** Opening Excerpted data block **

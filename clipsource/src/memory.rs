//! In-memory collaborators.
//!
//! [`MemoryArchive`], [`SimulatedMediaOpener`] and [`SimulatedPlayer`] stand in
//! for the remote archive and the platform media stack. They are used by the
//! test suites of every crate of the workspace and by offline simulations.

use crate::client::{ArchiveClient, Weighting};
use crate::error::{FetchError, Result};
use crate::media::{BufferStatus, MediaAsset, MediaOpener, OpenOptions, PlaybackHandle, Player};
use crate::models::{FileRef, Metadata};
use crate::session::Session;
use async_trait::async_trait;
use rand::seq::IndexedRandom;
use std::collections::{BTreeMap, HashMap, HashSet, VecDeque};
use std::sync::atomic::{AtomicBool, AtomicUsize, Ordering};
use std::sync::{Arc, Mutex, PoisonError, RwLock};
use std::time::Duration;
use tracing::trace;
use url::Url;

const LOCATOR_BASE: &str = "https://archive.test/download";

fn lock<T>(m: &Mutex<T>) -> std::sync::MutexGuard<'_, T> {
    m.lock().unwrap_or_else(PoisonError::into_inner)
}

/// Archive backed by hash maps.
#[derive(Debug, Default)]
pub struct MemoryArchive {
    items: RwLock<HashMap<String, Metadata>>,
    collections: RwLock<BTreeMap<String, Vec<String>>>,
    failures: RwLock<HashMap<String, FetchError>>,
    broken_locators: RwLock<HashSet<String>>,
    latency: Mutex<Option<Duration>>,
    metadata_calls: AtomicUsize,
}

impl MemoryArchive {
    pub fn new() -> Self {
        Self::default()
    }

    /// Registers an item and indexes it under each of its collections.
    pub fn insert_item(&self, metadata: Metadata) {
        {
            let mut collections = self
                .collections
                .write()
                .unwrap_or_else(PoisonError::into_inner);
            for collection in &metadata.collections {
                let ids = collections.entry(collection.clone()).or_default();
                if !ids.contains(&metadata.identifier) {
                    ids.push(metadata.identifier.clone());
                }
            }
        }
        self.items
            .write()
            .unwrap_or_else(PoisonError::into_inner)
            .insert(metadata.identifier.clone(), metadata);
    }

    /// Registers a single-file h.264 item of `seconds` length.
    pub fn insert_clip(&self, identifier: &str, collection: &str, seconds: f64) {
        let mut metadata = Metadata::new(identifier);
        metadata.title = format!("Clip {identifier}");
        metadata.collections = vec![collection.to_string()];
        metadata.files = vec![FileRef::new(format!("{identifier}.mp4"), "h.264")
            .with_length(seconds)
            .with_size(1_048_576)];
        self.insert_item(metadata);
    }

    /// Makes every metadata fetch of `identifier` fail with `error`.
    pub fn fail_identifier(&self, identifier: &str, error: FetchError) {
        self.failures
            .write()
            .unwrap_or_else(PoisonError::into_inner)
            .insert(identifier.to_string(), error);
    }

    pub fn heal_identifier(&self, identifier: &str) {
        self.failures
            .write()
            .unwrap_or_else(PoisonError::into_inner)
            .remove(identifier);
    }

    pub fn break_locator(&self, identifier: &str) {
        self.broken_locators
            .write()
            .unwrap_or_else(PoisonError::into_inner)
            .insert(identifier.to_string());
    }

    /// Delay applied to every metadata fetch.
    pub fn set_latency(&self, latency: Option<Duration>) {
        *lock(&self.latency) = latency;
    }

    pub fn metadata_calls(&self) -> usize {
        self.metadata_calls.load(Ordering::SeqCst)
    }

    /// All registered identifiers, sorted.
    pub fn identifiers(&self) -> Vec<String> {
        let mut ids: Vec<String> = self
            .items
            .read()
            .unwrap_or_else(PoisonError::into_inner)
            .keys()
            .cloned()
            .collect();
        ids.sort();
        ids
    }
}

#[async_trait]
impl ArchiveClient for MemoryArchive {
    async fn fetch_metadata(&self, identifier: &str) -> Result<Metadata> {
        self.metadata_calls.fetch_add(1, Ordering::SeqCst);
        let latency = *lock(&self.latency);
        if let Some(latency) = latency {
            tokio::time::sleep(latency).await;
        }

        if let Some(error) = self
            .failures
            .read()
            .unwrap_or_else(PoisonError::into_inner)
            .get(identifier)
        {
            return Err(error.clone());
        }

        self.items
            .read()
            .unwrap_or_else(PoisonError::into_inner)
            .get(identifier)
            .cloned()
            .ok_or_else(|| FetchError::NotFound(identifier.to_string()))
    }

    async fn resolve_locator(&self, file: &FileRef, identifier: &str) -> Result<Url> {
        if self
            .broken_locators
            .read()
            .unwrap_or_else(PoisonError::into_inner)
            .contains(identifier)
        {
            return Err(FetchError::UnresolvableLocator {
                identifier: identifier.to_string(),
                file: file.name.clone(),
                reason: "no byte-range server".into(),
            });
        }
        Url::parse(&format!("{LOCATOR_BASE}/{identifier}/{}", file.name)).map_err(|e| {
            FetchError::UnresolvableLocator {
                identifier: identifier.to_string(),
                file: file.name.clone(),
                reason: e.to_string(),
            }
        })
    }

    async fn select_random_identifier(
        &self,
        collection: &str,
        weighting: Weighting,
    ) -> Result<String> {
        trace!(collection, ?weighting, "Random identifier draw");
        self.collections
            .read()
            .unwrap_or_else(PoisonError::into_inner)
            .get(collection)
            .and_then(|ids| ids.choose(&mut rand::rng()).cloned())
            .ok_or_else(|| FetchError::NotFound(format!("collection {collection}")))
    }
}

/// Identifier embedded in a locator produced by [`MemoryArchive`].
fn identifier_of(locator: &Url) -> String {
    locator
        .path_segments()
        .and_then(|mut segments| {
            segments.next();
            segments.next()
        })
        .unwrap_or_default()
        .to_string()
}

struct SimulatedAsset {
    locator: Url,
    probe: std::result::Result<f64, String>,
    live: Arc<AtomicUsize>,
}

#[async_trait]
impl MediaAsset for SimulatedAsset {
    fn locator(&self) -> &Url {
        &self.locator
    }

    async fn probe_duration(&self) -> Result<f64> {
        self.probe.clone().map_err(FetchError::ProbeFailed)
    }
}

impl Drop for SimulatedAsset {
    fn drop(&mut self) {
        self.live.fetch_sub(1, Ordering::SeqCst);
    }
}

/// Media opener that counts live assets.
#[derive(Debug, Default)]
pub struct SimulatedMediaOpener {
    live: Arc<AtomicUsize>,
    opened: AtomicUsize,
    fail_probe: AtomicBool,
    unsupported: RwLock<HashSet<String>>,
    last_options: Mutex<Option<OpenOptions>>,
}

impl SimulatedMediaOpener {
    pub fn new() -> Self {
        Self::default()
    }

    /// Assets currently alive.
    pub fn live_handles(&self) -> usize {
        self.live.load(Ordering::SeqCst)
    }

    pub fn opened(&self) -> usize {
        self.opened.load(Ordering::SeqCst)
    }

    pub fn set_fail_probe(&self, fail: bool) {
        self.fail_probe.store(fail, Ordering::SeqCst);
    }

    /// Opening any file of `identifier` fails as unsupported media.
    pub fn mark_unsupported(&self, identifier: &str) {
        self.unsupported
            .write()
            .unwrap_or_else(PoisonError::into_inner)
            .insert(identifier.to_string());
    }

    pub fn last_options(&self) -> Option<OpenOptions> {
        *lock(&self.last_options)
    }
}

#[async_trait]
impl MediaOpener for SimulatedMediaOpener {
    async fn open(&self, locator: &Url, options: OpenOptions) -> Result<Arc<dyn MediaAsset>> {
        let identifier = identifier_of(locator);
        if self
            .unsupported
            .read()
            .unwrap_or_else(PoisonError::into_inner)
            .contains(&identifier)
        {
            return Err(FetchError::UnsupportedMedia {
                identifier,
                reason: "unknown container".into(),
            });
        }

        *lock(&self.last_options) = Some(options);
        self.opened.fetch_add(1, Ordering::SeqCst);
        self.live.fetch_add(1, Ordering::SeqCst);

        let probe = if self.fail_probe.load(Ordering::SeqCst) {
            Err("truncated container".to_string())
        } else {
            Ok(120.0)
        };
        Ok(Arc::new(SimulatedAsset {
            locator: locator.clone(),
            probe,
            live: Arc::clone(&self.live),
        }))
    }
}

struct SimulatedHandle {
    script: Mutex<VecDeque<BufferStatus>>,
    polls: AtomicUsize,
    ready_after: usize,
    muted: AtomicBool,
    paused: AtomicBool,
    live: Arc<AtomicUsize>,
}

#[async_trait]
impl PlaybackHandle for SimulatedHandle {
    fn set_muted(&self, muted: bool) {
        self.muted.store(muted, Ordering::SeqCst);
    }

    fn pause(&self) {
        self.paused.store(true, Ordering::SeqCst);
    }

    async fn seek(&self, _seconds: f64) -> Result<()> {
        Ok(())
    }

    fn buffer_status(&self) -> BufferStatus {
        let polls = self.polls.fetch_add(1, Ordering::SeqCst);
        let mut script = lock(&self.script);
        if script.len() > 1 {
            if let Some(next) = script.pop_front() {
                return next;
            }
        }
        if let Some(last) = script.front() {
            return last.clone();
        }

        if polls >= self.ready_after {
            BufferStatus::Buffering {
                buffered_seconds: 5.0,
                likely_to_keep_up: true,
            }
        } else {
            BufferStatus::Buffering {
                buffered_seconds: polls as f64 * 0.5,
                likely_to_keep_up: false,
            }
        }
    }
}

impl Drop for SimulatedHandle {
    fn drop(&mut self) {
        self.live.fetch_sub(1, Ordering::SeqCst);
    }
}

/// Player whose buffer behaviour is scripted per identifier.
///
/// Without a script a handle reports "keeping up" from its `ready_after`-th
/// poll onwards. A script is replayed one status per poll and its last entry
/// sticks.
#[derive(Debug, Default)]
pub struct SimulatedPlayer {
    scripts: Mutex<HashMap<String, Vec<BufferStatus>>>,
    failing: RwLock<HashSet<String>>,
    ready_after: AtomicUsize,
    live: Arc<AtomicUsize>,
    prepared: Mutex<Vec<String>>,
}

impl SimulatedPlayer {
    pub fn new() -> Self {
        Self::default()
    }

    pub fn set_ready_after(&self, polls: usize) {
        self.ready_after.store(polls, Ordering::SeqCst);
    }

    pub fn script(&self, identifier: &str, statuses: Vec<BufferStatus>) {
        lock(&self.scripts).insert(identifier.to_string(), statuses);
    }

    /// The handle of `identifier` never reports "keeping up".
    pub fn stall(&self, identifier: &str) {
        self.script(
            identifier,
            vec![BufferStatus::Buffering {
                buffered_seconds: 0.0,
                likely_to_keep_up: false,
            }],
        );
    }

    /// The handle of `identifier` reports a media failure.
    pub fn fail_media(&self, identifier: &str, reason: &str) {
        self.script(
            identifier,
            vec![BufferStatus::Failed {
                reason: reason.to_string(),
            }],
        );
    }

    /// Preparing `identifier` fails outright.
    pub fn fail_prepare(&self, identifier: &str) {
        self.failing
            .write()
            .unwrap_or_else(PoisonError::into_inner)
            .insert(identifier.to_string());
    }

    pub fn live_handles(&self) -> usize {
        self.live.load(Ordering::SeqCst)
    }

    /// Identifiers passed to `prepare`, in call order.
    pub fn prepared(&self) -> Vec<String> {
        lock(&self.prepared).clone()
    }
}

#[async_trait]
impl Player for SimulatedPlayer {
    async fn prepare(&self, session: &Session) -> Result<Box<dyn PlaybackHandle>> {
        let identifier = session.identifier().to_string();
        lock(&self.prepared).push(identifier.clone());

        if self
            .failing
            .read()
            .unwrap_or_else(PoisonError::into_inner)
            .contains(&identifier)
        {
            return Err(FetchError::UnsupportedMedia {
                identifier,
                reason: "player rejected item".into(),
            });
        }

        let script: VecDeque<BufferStatus> = lock(&self.scripts)
            .get(&identifier)
            .cloned()
            .unwrap_or_default()
            .into();
        self.live.fetch_add(1, Ordering::SeqCst);
        Ok(Box::new(SimulatedHandle {
            script: Mutex::new(script),
            polls: AtomicUsize::new(0),
            ready_after: self.ready_after.load(Ordering::SeqCst),
            muted: AtomicBool::new(false),
            paused: AtomicBool::new(false),
            live: Arc::clone(&self.live),
        }))
    }
}

#[cfg(test)]
mod tests {
    use super::*;

    #[tokio::test]
    async fn test_archive_lookup_and_failures() {
        let archive = MemoryArchive::new();
        archive.insert_clip("a", "films", 300.0);

        let meta = archive.fetch_metadata("a").await.unwrap();
        assert_eq!(meta.primary_collection(), "films");
        assert!(archive.fetch_metadata("zzz").await.unwrap_err().is_structural());

        archive.fail_identifier("a", FetchError::Timeout);
        assert!(archive.fetch_metadata("a").await.unwrap_err().is_transient());
        archive.heal_identifier("a");
        assert!(archive.fetch_metadata("a").await.is_ok());
        assert_eq!(archive.metadata_calls(), 4);

        let id = archive
            .select_random_identifier("films", Weighting::Uniform)
            .await
            .unwrap();
        assert_eq!(id, "a");
        assert!(archive
            .select_random_identifier("empty", Weighting::Uniform)
            .await
            .is_err());
    }

    #[tokio::test]
    async fn test_locator_roundtrips_identifier() {
        let archive = MemoryArchive::new();
        let file = FileRef::new("a.mp4", "h.264");
        let url = archive.resolve_locator(&file, "a").await.unwrap();
        assert_eq!(identifier_of(&url), "a");

        archive.break_locator("a");
        assert!(archive.resolve_locator(&file, "a").await.is_err());
    }

    #[tokio::test]
    async fn test_opener_counts_live_assets() {
        let opener = SimulatedMediaOpener::new();
        let url = Url::parse("https://archive.test/download/a/a.mp4").unwrap();
        let asset = opener.open(&url, OpenOptions::for_format(crate::models::MediaFormat::H264))
            .await
            .unwrap();
        assert_eq!(opener.live_handles(), 1);
        assert_eq!(asset.probe_duration().await.unwrap(), 120.0);
        drop(asset);
        assert_eq!(opener.live_handles(), 0);

        opener.mark_unsupported("a");
        let err = opener
            .open(&url, OpenOptions::for_format(crate::models::MediaFormat::H264))
            .await
            .err()
            .unwrap();
        assert!(err.is_content_failure());
    }
}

** Closing Excerpted data block **

[Aim of the task]: Across the listing above, report every line where "Result" occurs.

[Response box]:
use crate::error::{FetchError, Result};
    async fn fetch_metadata(&self, identifier: &str) -> Result<Metadata> {
    async fn resolve_locator(&self, file: &FileRef, identifier: &str) -> Result<Url> {
    ) -> Result<String> {
    probe: std::result::Result<f64, String>,
    async fn probe_duration(&self) -> Result<f64> {
    async fn open(&self, locator: &Url, options: OpenOptions) -> Result<Arc<dyn MediaAsset>> {
    async fn seek(&self, _seconds: f64) -> Result<()> {
    async fn prepare(&self, session: &Session) -> Result<Box<dyn PlaybackHandle>> {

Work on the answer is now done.